• **WHAT IS REQUIRED**
Below are some records; return all of them exactly as they are.
[[ SOURCE RECORDS open ]]
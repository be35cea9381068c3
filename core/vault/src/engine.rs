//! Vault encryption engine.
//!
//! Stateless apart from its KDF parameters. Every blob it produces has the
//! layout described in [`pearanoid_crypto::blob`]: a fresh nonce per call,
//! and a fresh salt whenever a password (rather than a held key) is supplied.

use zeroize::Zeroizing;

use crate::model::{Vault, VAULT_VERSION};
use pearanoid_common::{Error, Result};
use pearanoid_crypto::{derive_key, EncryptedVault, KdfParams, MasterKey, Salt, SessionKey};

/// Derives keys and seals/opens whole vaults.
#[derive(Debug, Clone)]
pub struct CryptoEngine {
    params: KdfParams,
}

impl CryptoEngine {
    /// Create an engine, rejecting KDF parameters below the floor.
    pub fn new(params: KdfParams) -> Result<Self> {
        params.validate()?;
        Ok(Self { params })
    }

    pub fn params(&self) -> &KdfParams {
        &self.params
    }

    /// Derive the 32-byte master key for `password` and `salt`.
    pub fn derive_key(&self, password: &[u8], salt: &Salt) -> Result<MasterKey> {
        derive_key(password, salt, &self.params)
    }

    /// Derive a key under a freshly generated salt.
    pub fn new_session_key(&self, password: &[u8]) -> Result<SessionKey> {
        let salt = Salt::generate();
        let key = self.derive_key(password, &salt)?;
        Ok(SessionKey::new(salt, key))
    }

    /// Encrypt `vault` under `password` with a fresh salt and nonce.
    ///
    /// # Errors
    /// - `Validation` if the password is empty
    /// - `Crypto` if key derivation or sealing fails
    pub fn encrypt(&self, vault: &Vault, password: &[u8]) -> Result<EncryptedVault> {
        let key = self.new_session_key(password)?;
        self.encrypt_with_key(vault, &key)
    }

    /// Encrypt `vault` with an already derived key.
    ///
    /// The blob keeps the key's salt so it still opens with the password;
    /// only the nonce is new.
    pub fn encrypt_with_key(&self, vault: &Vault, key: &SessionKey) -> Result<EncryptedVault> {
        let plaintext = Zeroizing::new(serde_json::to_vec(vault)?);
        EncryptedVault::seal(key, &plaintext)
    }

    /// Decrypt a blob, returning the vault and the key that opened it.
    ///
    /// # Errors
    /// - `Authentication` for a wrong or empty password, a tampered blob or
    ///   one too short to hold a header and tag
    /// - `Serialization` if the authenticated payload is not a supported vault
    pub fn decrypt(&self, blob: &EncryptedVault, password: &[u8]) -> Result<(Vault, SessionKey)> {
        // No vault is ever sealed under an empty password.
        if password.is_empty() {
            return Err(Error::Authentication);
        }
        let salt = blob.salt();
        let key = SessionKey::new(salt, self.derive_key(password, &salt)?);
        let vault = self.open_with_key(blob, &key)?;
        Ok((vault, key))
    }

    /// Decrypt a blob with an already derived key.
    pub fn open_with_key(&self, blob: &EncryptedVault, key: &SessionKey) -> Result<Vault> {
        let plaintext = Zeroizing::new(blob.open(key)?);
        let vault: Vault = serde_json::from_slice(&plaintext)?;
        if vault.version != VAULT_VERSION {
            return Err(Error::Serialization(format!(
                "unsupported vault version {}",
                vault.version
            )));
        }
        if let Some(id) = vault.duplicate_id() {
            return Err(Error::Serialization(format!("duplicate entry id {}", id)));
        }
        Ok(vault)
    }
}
[[ SOURCE RECORDS closed ]]
• **ANSWER FOR THIS EXERCISE**
repository be35cea9381068c3
filename core/vault/src/engine.rs
//! Vault encryption engine.
//!
//! Stateless apart from its KDF parameters. Every blob it produces has the
//! layout described in [`pearanoid_crypto::blob`]: a fresh nonce per call,
//! and a fresh salt whenever a password (rather than a held key) is supplied.

use zeroize::Zeroizing;

use crate::model::{Vault, VAULT_VERSION};
use pearanoid_common::{Error, Result};
use pearanoid_crypto::{derive_key, EncryptedVault, KdfParams, MasterKey, Salt, SessionKey};

/// Derives keys and seals/opens whole vaults.
#[derive(Debug, Clone)]
pub struct CryptoEngine {
    params: KdfParams,
}

impl CryptoEngine {
    /// Create an engine, rejecting KDF parameters below the floor.
    pub fn new(params: KdfParams) -> Result<Self> {
        params.validate()?;
        Ok(Self { params })
    }

    pub fn params(&self) -> &KdfParams {
        &self.params
    }

    /// Derive the 32-byte master key for `password` and `salt`.
    pub fn derive_key(&self, password: &[u8], salt: &Salt) -> Result<MasterKey> {
        derive_key(password, salt, &self.params)
    }

    /// Derive a key under a freshly generated salt.
    pub fn new_session_key(&self, password: &[u8]) -> Result<SessionKey> {
        let salt = Salt::generate();
        let key = self.derive_key(password, &salt)?;
        Ok(SessionKey::new(salt, key))
    }

    /// Encrypt `vault` under `password` with a fresh salt and nonce.
    ///
    /// # Errors
    /// - `Validation` if the password is empty
    /// - `Crypto` if key derivation or sealing fails
    pub fn encrypt(&self, vault: &Vault, password: &[u8]) -> Result<EncryptedVault> {
        let key = self.new_session_key(password)?;
        self.encrypt_with_key(vault, &key)
    }

    /// Encrypt `vault` with an already derived key.
    ///
    /// The blob keeps the key's salt so it still opens with the password;
    /// only the nonce is new.
    pub fn encrypt_with_key(&self, vault: &Vault, key: &SessionKey) -> Result<EncryptedVault> {
        let plaintext = Zeroizing::new(serde_json::to_vec(vault)?);
        EncryptedVault::seal(key, &plaintext)
    }

    /// Decrypt a blob, returning the vault and the key that opened it.
    ///
    /// # Errors
    /// - `Authentication` for a wrong or empty password, a tampered blob or
    ///   one too short to hold a header and tag
    /// - `Serialization` if the authenticated payload is not a supported vault
    pub fn decrypt(&self, blob: &EncryptedVault, password: &[u8]) -> Result<(Vault, SessionKey)> {
        // No vault is ever sealed under an empty password.
        if password.is_empty() {
            return Err(Error::Authentication);
        }
        let salt = blob.salt();
        let key = SessionKey::new(salt, self.derive_key(password, &salt)?);
        let vault = self.open_with_key(blob, &key)?;
        Ok((vault, key))
    }

    /// Decrypt a blob with an already derived key.
    pub fn open_with_key(&self, blob: &EncryptedVault, key: &SessionKey) -> Result<Vault> {
        let plaintext = Zeroizing::new(blob.open(key)?);
        let vault: Vault = serde_json::from_slice(&plaintext)?;
        if vault.version != VAULT_VERSION {
            return Err(Error::Serialization(format!(
                "unsupported vault version {}",
                vault.version
            )));
        }
        if let Some(id) = vault.duplicate_id() {
            return Err(Error::Serialization(format!("duplicate entry id {}", id)));
        }
        Ok(vault)
    }
}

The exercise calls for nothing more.